Rafael Trujillo of the Dominican Republic The administrations of Eisenhower and Kennedy, through the CIA, plotted the assassination of the dictator for several years before a group of dissidents shot him to death in 1961.

Salvador Allende of Chile President Nixon made it clear in 1970 that a CIA assassination of the new left-wing president would not be unwelcome. Allende was killed in a 1973 coup.

Prince Norodom Sihanouk of Cambodia He claimed that the CIA set up several plots to kill him in the early 1960s. He was deposed in a 1970 coup.

Muammar Gadafy of Libya After a Libyan terrorist attack in Berlin in 1986, US jets tried to kill Gadafy in bombings which included a strike at his personal compound. It killed his infant adopted daughter.

Slobodan Milosevic of Serbia The US targeted Milosevic during the Nato bombing campaign of 1999, narrowly missing him when his empty villa was hit by three laser bombs

Osama bin Laden After 9/11 President Bush issued an authority to kill Bin Laden and two dozen top aides if they could not be captured alive. Last November six suspected followers, including one of the principal strategists, Salim Sinan al-Harethi, were killed in their car by an unmanned CIA Predator plane in Yemen.

Yeah, the CIA is hardly a choir club.
:chuckle:

I am sure the entire list would be in the hundred's, at least.
 
DPRK has tested three weapons so far. The strongest was in the 6-9 KT range. It is thought the maximum strength of that weapon could be close to 40 KT. It is estimated their stockpile is between 12-20 warheads.

Their ability to deliver those weapons is primitive. Their best intercontinental ballistic missile, the Taepodong-2, supposedly has a range capable of delivering a single warhead as far as Anchorage. Of course, they have never successfully tested the missile.

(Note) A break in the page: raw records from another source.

//! Built-in sample data.
//!
//! Used as the digest fallback set when sample mode is on and no scan has
//! committed yet, and as the fixture set for view-layer tests.

use crate::types::{Attendee, CallSummary, EnrichedCall};

fn attendee(name: &str, email: &str, role: &str) -> Attendee {
    Attendee {
        name: name.to_string(),
        email: email.to_string(),
        role: role.to_string(),
        company: None,
    }
}

fn strings(items: &[&str]) -> Vec<String> {
    items.iter().map(|s| s.to_string()).collect()
}

/// Five representative enriched calls spanning the priority tiers, company
/// sizes, and date range the dashboard exercises.
pub fn sample_calls() -> Vec<EnrichedCall> {
    vec![
        EnrichedCall {
            call_id: "call_001".to_string(),
            company_name: "TechVision AI".to_string(),
            call_datetime_ist: "2026-02-21T10:00:00+05:30".to_string(),
            call_date: "2026-02-21".to_string(),
            call_time: "10:00 IST".to_string(),
            original_timezone: "America/New_York".to_string(),
            local_time: "11:30 PM EST".to_string(),
            attendees: vec![
                attendee("Sarah Chen", "sarah@techvision.ai", "CTO"),
                attendee("Mike Ross", "mike@techvision.ai", "VP Engineering"),
            ],
            meeting_platform: "Google Meet".to_string(),
            meeting_link: "https://meet.google.com/abc-defg-hij".to_string(),
            ai_notes: "TechVision AI is exploring our platform for internal knowledge \
                       management and customer-facing chatbots. They have a team of 50+ \
                       engineers and are looking for enterprise-grade AI solutions. High \
                       interest in RAG capabilities and custom model training."
                .to_string(),
            key_topics: strings(&[
                "knowledge management",
                "RAG",
                "enterprise AI",
                "custom training",
            ]),
            action_items: strings(&[
                "Prepare enterprise pricing",
                "Share RAG documentation",
                "Schedule technical deep-dive",
            ]),
            email_thread_summary: "Initial outreach via LinkedIn. Sarah expressed strong \
                                   interest after seeing our latest product demo at AI \
                                   Summit 2026."
                .to_string(),
            company_size_tier: "Enterprise".to_string(),
            employee_count: "1000-5000".to_string(),
            estimated_revenue: "$150M".to_string(),
            industry: "Artificial Intelligence".to_string(),
            priority: "High".to_string(),
            headquarters: "San Francisco, CA".to_string(),
            company_website: "https://techvision.ai".to_string(),
            is_new: true,
            enrichment_confidence: 92,
        },
        EnrichedCall {
            call_id: "call_002".to_string(),
            company_name: "HealthPulse Inc".to_string(),
            call_datetime_ist: "2026-02-21T14:30:00+05:30".to_string(),
            call_date: "2026-02-21".to_string(),
            call_time: "14:30 IST".to_string(),
            original_timezone: "Europe/London".to_string(),
            local_time: "09:00 AM GMT".to_string(),
            attendees: vec![attendee("Dr. Emily Watson", "emily@healthpulse.io", "CEO")],
            meeting_platform: "Zoom".to_string(),
            meeting_link: "https://zoom.us/j/987654321".to_string(),
            ai_notes: "HealthPulse is a digital health startup interested in patient \
                       triage chatbots and clinical decision support. Compliance with \
                       HIPAA is a major concern."
                .to_string(),
            key_topics: strings(&[
                "healthcare AI",
                "HIPAA compliance",
                "patient triage",
                "clinical support",
            ]),
            action_items: strings(&[
                "Prepare HIPAA compliance docs",
                "Demo healthcare use case",
            ]),
            email_thread_summary: "Cold outreach email. Emily responded after reviewing \
                                   our healthcare case studies."
                .to_string(),
            company_size_tier: "Mid-Market".to_string(),
            employee_count: "200-500".to_string(),
            estimated_revenue: "$40M".to_string(),
            industry: "Healthcare Technology".to_string(),
            priority: "Medium".to_string(),
            headquarters: "London, UK".to_string(),
            company_website: "https://healthpulse.io".to_string(),
            is_new: true,
            enrichment_confidence: 78,
        },
        EnrichedCall {
            call_id: "call_003".to_string(),
            company_name: "RetailFlow".to_string(),
            call_datetime_ist: "2026-02-22T11:00:00+05:30".to_string(),
            call_date: "2026-02-22".to_string(),
            call_time: "11:00 IST".to_string(),
            original_timezone: "Asia/Singapore".to_string(),
            local_time: "01:30 PM SGT".to_string(),
            attendees: vec![
                attendee("James Tan", "james@retailflow.com", "Product Manager"),
                attendee("Lisa Ng", "lisa@retailflow.com", "Data Scientist"),
                attendee("David Kim", "david@retailflow.com", "Engineering Lead"),
            ],
            meeting_platform: "Microsoft Teams".to_string(),
            meeting_link: "https://teams.microsoft.com/l/meetup/abc123".to_string(),
            ai_notes: "RetailFlow is a regional e-commerce platform looking to integrate \
                       AI-powered product recommendations and customer support automation."
                .to_string(),
            key_topics: strings(&[
                "e-commerce",
                "product recommendations",
                "customer support",
                "automation",
            ]),
            action_items: strings(&["Send API integration guide", "Prepare e-commerce demo"]),
            email_thread_summary: "Referral from existing customer. Multiple follow-up \
                                   emails about pricing and integration timeline."
                .to_string(),
            company_size_tier: "SMB".to_string(),
            employee_count: "50-200".to_string(),
            estimated_revenue: "$10M".to_string(),
            industry: "E-commerce".to_string(),
            priority: "Low".to_string(),
            headquarters: "Singapore".to_string(),
            company_website: "https://retailflow.com".to_string(),
            is_new: false,
            enrichment_confidence: 65,
        },
        EnrichedCall {
            call_id: "call_004".to_string(),
            company_name: "FinanceEdge Global".to_string(),
            call_datetime_ist: "2026-02-20T16:00:00+05:30".to_string(),
            call_date: "2026-02-20".to_string(),
            call_time: "16:00 IST".to_string(),
            original_timezone: "America/Chicago".to_string(),
            local_time: "05:30 AM CST".to_string(),
            attendees: vec![
                attendee("Robert Miller", "robert@financeedge.com", "Head of Innovation"),
                attendee("Anna Kowalski", "anna@financeedge.com", "AI Strategy Lead"),
            ],
            meeting_platform: "Zoom".to_string(),
            meeting_link: "https://zoom.us/j/111222333".to_string(),
            ai_notes: "FinanceEdge is a large financial services firm exploring AI for \
                       fraud detection, risk assessment, and automated compliance \
                       reporting. Very high budget potential."
                .to_string(),
            key_topics: strings(&[
                "fraud detection",
                "risk assessment",
                "compliance",
                "financial AI",
            ]),
            action_items: strings(&[
                "Prepare security whitepaper",
                "Set up sandbox environment",
                "Connect with legal team",
            ]),
            email_thread_summary: "Enterprise inquiry through website contact form. \
                                   Multiple stakeholders involved in decision."
                .to_string(),
            company_size_tier: "Enterprise".to_string(),
            employee_count: "5000+".to_string(),
            estimated_revenue: "$500M+".to_string(),
            industry: "Financial Services".to_string(),
            priority: "High".to_string(),
            headquarters: "Chicago, IL".to_string(),
            company_website: "https://financeedge.com".to_string(),
            is_new: false,
            enrichment_confidence: 88,
        },
        EnrichedCall {
            call_id: "call_005".to_string(),
            company_name: "EduSpark".to_string(),
            call_datetime_ist: "2026-02-20T09:30:00+05:30".to_string(),
            call_date: "2026-02-20".to_string(),
            call_time: "09:30 IST".to_string(),
            original_timezone: "Asia/Kolkata".to_string(),
            local_time: "09:30 AM IST".to_string(),
            attendees: vec![attendee("Priya Sharma", "priya@eduspark.in", "Founder")],
            meeting_platform: "Google Meet".to_string(),
            meeting_link: "https://meet.google.com/xyz-uvwx-rst".to_string(),
            ai_notes: "EduSpark is an edtech startup building personalized learning \
                       platforms. Interested in adaptive tutoring and content generation."
                .to_string(),
            key_topics: strings(&[
                "edtech",
                "adaptive learning",
                "content generation",
                "tutoring",
            ]),
            action_items: strings(&["Share edtech case studies", "Provide startup pricing"]),
            email_thread_summary: "Direct outreach from founder after attending a webinar."
                .to_string(),
            company_size_tier: "Startup".to_string(),
            employee_count: "10-50".to_string(),
            estimated_revenue: "$2M".to_string(),
            industry: "Education Technology".to_string(),
            priority: "Medium".to_string(),
            headquarters: "Bangalore, India".to_string(),
            company_website: "https://eduspark.in".to_string(),
            is_new: true,
            enrichment_confidence: 70,
        },
    ]
}

/// Matching aggregate summary for [`sample_calls`], dated 2026-02-21.
pub fn sample_summary() -> CallSummary {
    CallSummary {
        total_calls: 5,
        new_calls: 3,
        high_priority: 2,
        medium_priority: 2,
        low_priority: 1,
        todays_calls: 2,
        pipeline_status: "Healthy".to_string(),
    }
}

#[cfg(test)]
mod tests {
    use super::*;

    #[test]
    fn test_sample_summary_matches_sample_calls() {
        let derived = crate::normalize::derive_summary(&sample_calls(), "2026-02-21");
        let sample = sample_summary();
        assert_eq!(derived.total_calls, sample.total_calls);
        assert_eq!(derived.new_calls, sample.new_calls);
        assert_eq!(derived.high_priority, sample.high_priority);
        assert_eq!(derived.medium_priority, sample.medium_priority);
        assert_eq!(derived.low_priority, sample.low_priority);
        assert_eq!(derived.todays_calls, sample.todays_calls);
    }

    #[test]
    fn test_sample_ids_unique() {
        let calls = sample_calls();
        let mut ids: Vec<_> = calls.iter().map(|c| c.call_id.clone()).collect();
        ids.sort();
        ids.dedup();
        assert_eq!(ids.len(), calls.len());
    }
}
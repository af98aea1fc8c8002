pub mod minijinja;

use std::fmt::Debug;

use crate::error::Result;
use crate::taxonomy::Article;

/// Renders the navigation sidebar shared by every page of an article.
pub trait Engine: Send + Sync + Debug {
    fn render_sidebar(&self, article: &Article) -> Result<String>;
}
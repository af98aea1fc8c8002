use std::fs;
use std::sync::Arc;

use minijinja::{context, Environment, UndefinedBehavior};
use minijinja::value::{Rest, Value};

use crate::config::Settings;
use crate::error::{Chainable, ErrorKind, Result};
use crate::taxonomy::Article;
use crate::templating::Engine;

/// The built-in navigation template.
pub const NAVBAR: &str = include_str!("../../assets/navbar.html");

const SIDEBAR_TEMPLATE: &str = "sidebar.html";

/// A sidebar engine backed by a single, pre-parsed minijinja template.
///
/// Besides `article`, templates see the globals `root` (the link prefix) and
/// `G` (free-form settings), the filters `deslug` and `slugify`, and the
/// function `join(segments...)` which builds a link below `root`.
#[derive(Debug)]
pub struct MiniJinjaEngine {
    env: Environment<'static>,
}

impl MiniJinjaEngine {
    /// Parses `source` as the sidebar template. Fails with
    /// [`ErrorKind::TemplateParse`] if it is blank or malformed.
    pub fn new(source: impl Into<String>, settings: &Settings) -> Result<Self> {
        let source = source.into();
        if source.trim().is_empty() {
            return Err(error!("sidebar template is empty").with_kind(ErrorKind::TemplateParse));
        }

        let mut env = Environment::new();
        env.set_undefined_behavior(UndefinedBehavior::Strict);
        env.add_template_owned(SIDEBAR_TEMPLATE, source)
            .chain(error!("failed to parse sidebar template"))
            .with_kind(ErrorKind::TemplateParse)?;

        let root: Arc<str> = settings.root.as_str().into();
        env.add_global("root", Value::from(root.to_string()));
        env.add_global("G", Value::from_serializable(&settings.globals));
        env.add_function("join", move |segments: Rest<Arc<str>>| {
            Value::from_safe_string(ext::join(&root, &segments))
        });
        env.add_filter("deslug", ext::deslug);
        env.add_filter("slugify", ext::slugify);

        Ok(MiniJinjaEngine { env })
    }

    /// The built-in template.
    pub fn builtin(settings: &Settings) -> Result<Self> {
        MiniJinjaEngine::new(NAVBAR, settings)
    }

    /// The template named by `settings.sidebar`, or the built-in one.
    pub fn from_settings(settings: &Settings) -> Result<Self> {
        let Some(path) = &settings.sidebar else {
            return MiniJinjaEngine::builtin(settings);
        };

        let source = fs::read_to_string(path)
            .chain_with(|| error! {
                "failed to read sidebar template",
                "path" => path.display(),
            })
            .with_kind(ErrorKind::Config)?;

        MiniJinjaEngine::new(source, settings)
            .chain_with(|| error! {
                "invalid sidebar template",
                "path" => path.display(),
            })
    }
}

impl Engine for MiniJinjaEngine {
    fn render_sidebar(&self, article: &Article) -> Result<String> {
        let template = self.env.get_template(SIDEBAR_TEMPLATE)
            .with_kind(ErrorKind::TemplateParse)?;

        template.render(context! { article => article })
            .chain_with(|| error! {
                "failed to render sidebar",
                "article" => &article.name,
            })
            .with_kind(ErrorKind::TemplateExec)
    }
}

mod ext {
    use std::sync::Arc;

    use minijinja::value::Rest;
    use pulldown_cmark_escape::escape_href;

    /// Joins `segments` below `root` with single slashes. The result is
    /// percent-encoded and safe to place in an attribute.
    pub fn join(root: &str, segments: &Rest<Arc<str>>) -> String {
        let mut url = root.trim_end_matches('/').to_string();
        for segment in segments.iter() {
            let segment = segment.trim_matches('/');
            if !segment.is_empty() {
                url.push('/');
                url.push_str(segment);
            }
        }

        if url.is_empty() {
            url.push('/');
        }

        let mut escaped = String::with_capacity(url.len());
        let _ = escape_href(&mut escaped, &url);
        escaped
    }

    pub fn deslug(value: &str) -> String {
        crate::util::deslug(value)
    }

    pub fn slugify(value: &str) -> String {
        crate::util::slugify(value)
    }
}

If you want to have some morbid fun, check out NUKEMAP to see how many people would be killed by nukes of various sizes. A direct hit (not likely with their technology) on Anchorage with a 10 KT device kills 9,000 people.

http://nuclearsecrecy.com/nukemap/

okay fine, they may have nukes they just have absolutely no way to deliver them. the worry is chem/bio not nukes
 
Jesus. I suck at history.

Which leaders?

I don't think the CIA has actually assassinated even one head of a foreign nation.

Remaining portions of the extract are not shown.